(Collected data entries)

****************************************

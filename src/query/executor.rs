//! Question pipeline: extract, build, dispatch, render.

use std::sync::Arc;
use std::time::Instant;

use tracing::{info, instrument, warn};

use crate::domain::Domain;
use crate::error::{ClimaqlError, QueryError, Result};
use crate::geocode::Geocoder;
use crate::lexicon::{Category, Lexicon};
use crate::render::{degraded_rendering, ProseRenderer};
use crate::session::QuerySession;

use super::builder::QueryBuilder;
use super::extractor::FilterExtractor;
use super::types::{AnswerResult, AnswerStats, FilterSet, RowResult};

/// Runs one question end to end against a session.
pub struct QuestionPipeline {
    domain: Domain,
    lexicon: Arc<Lexicon>,
    extractor: FilterExtractor,
    builder: QueryBuilder,
    session: Arc<dyn QuerySession>,
    renderer: Option<Arc<dyn ProseRenderer>>,
}

impl QuestionPipeline {
    pub fn new(
        domain: Domain,
        lexicon: Arc<Lexicon>,
        session: Arc<dyn QuerySession>,
        row_limit: u32,
    ) -> Self {
        Self {
            domain,
            extractor: FilterExtractor::new(domain, lexicon.clone()),
            builder: QueryBuilder::new(domain, lexicon.clone(), row_limit),
            lexicon,
            session,
            renderer: None,
        }
    }

    pub fn with_renderer(mut self, renderer: Arc<dyn ProseRenderer>) -> Self {
        self.renderer = Some(renderer);
        self
    }

    pub fn with_geocoder(mut self, geocoder: Arc<dyn Geocoder>) -> Self {
        self.extractor =
            FilterExtractor::new(self.domain, self.lexicon.clone()).with_geocoder(geocoder);
        self
    }

    /// Answer one question. Unanswerable questions come back as a
    /// clarification, never as an error; errors are reserved for the
    /// session and storage layers.
    #[instrument(skip(self), fields(domain = %self.domain))]
    pub async fn answer(&self, question: &str) -> Result<AnswerResult> {
        let started = Instant::now();
        let filters = self.extractor.extract(question).await;
        let extract_ms = started.elapsed().as_millis() as u64;

        if let Some(message) = &filters.clarification {
            info!(%message, "clarification needed");
            return Ok(finish(
                AnswerResult::clarification(question, filters.clone(), message.clone()),
                extract_ms,
                started,
            ));
        }
        if filters.is_empty() {
            let message = format!(
                "I couldn't find anything about {} in that question. \
                 Try naming a subject, a place or a year.",
                self.domain.display_name().to_lowercase()
            );
            return Ok(finish(
                AnswerResult::clarification(question, filters, message),
                extract_ms,
                started,
            ));
        }

        let queries = match self.builder.build(&filters) {
            Ok(queries) => queries,
            Err(QueryError::UnresolvableQuery(message)) => {
                info!(%message, "unresolvable question");
                return Ok(finish(
                    AnswerResult::clarification(question, filters, message),
                    extract_ms,
                    started,
                ));
            }
            Err(err) => return Err(ClimaqlError::Query(err)),
        };

        let query_started = Instant::now();
        let mut results = Vec::with_capacity(queries.len());
        for query in &queries {
            results.push(self.session.run_query(self.domain, query).await?);
        }
        let query_ms = query_started.elapsed().as_millis() as u64;

        let units = self.units_for(&filters);
        let render_started = Instant::now();
        let prose = self.render(question, &filters, &results, &units).await;
        let render_ms = render_started.elapsed().as_millis() as u64;

        Ok(AnswerResult {
            question: question.to_string(),
            filters,
            queries,
            results,
            prose: Some(prose),
            clarification: None,
            stats: AnswerStats {
                extract_ms,
                query_ms,
                render_ms,
                total_ms: started.elapsed().as_millis() as u64,
            },
        })
    }

    async fn render(
        &self,
        question: &str,
        filters: &FilterSet,
        results: &[RowResult],
        units: &[String],
    ) -> String {
        match &self.renderer {
            Some(renderer) => match renderer.render(question, filters, results, units).await {
                Ok(prose) => prose,
                Err(err) => {
                    warn!(%err, "renderer failed; returning rows as-is");
                    degraded_rendering(results)
                }
            },
            None => degraded_rendering(results),
        }
    }

    /// Units of the metrics/gases the question resolved to, for the prompt.
    fn units_for(&self, filters: &FilterSet) -> Vec<String> {
        let mut units = Vec::new();
        for resolved in &filters.categories {
            if let Some(unit) = self
                .lexicon
                .entry(&resolved.canonical_id, resolved.category)
                .and_then(|e| e.unit.clone())
            {
                if !units.contains(&unit) {
                    units.push(unit);
                }
            }
        }
        // Categories without a unit entry still get one for the whole-table
        // money columns of the assistance domain.
        if units.is_empty() && self.domain == Domain::Assistance {
            if !filters.categories_of(Category::IncidentType).is_empty() {
                units.push("$".to_string());
            }
        }
        units
    }
}

fn finish(mut answer: AnswerResult, extract_ms: u64, started: Instant) -> AnswerResult {
    answer.stats.extract_ms = extract_ms;
    answer.stats.total_ms = started.elapsed().as_millis() as u64;
    answer
}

****************************************

A count is needed of the lines in the entries that contain "session". Supply only that number.

* **ANSWER TO THIS EXERCISE**: 7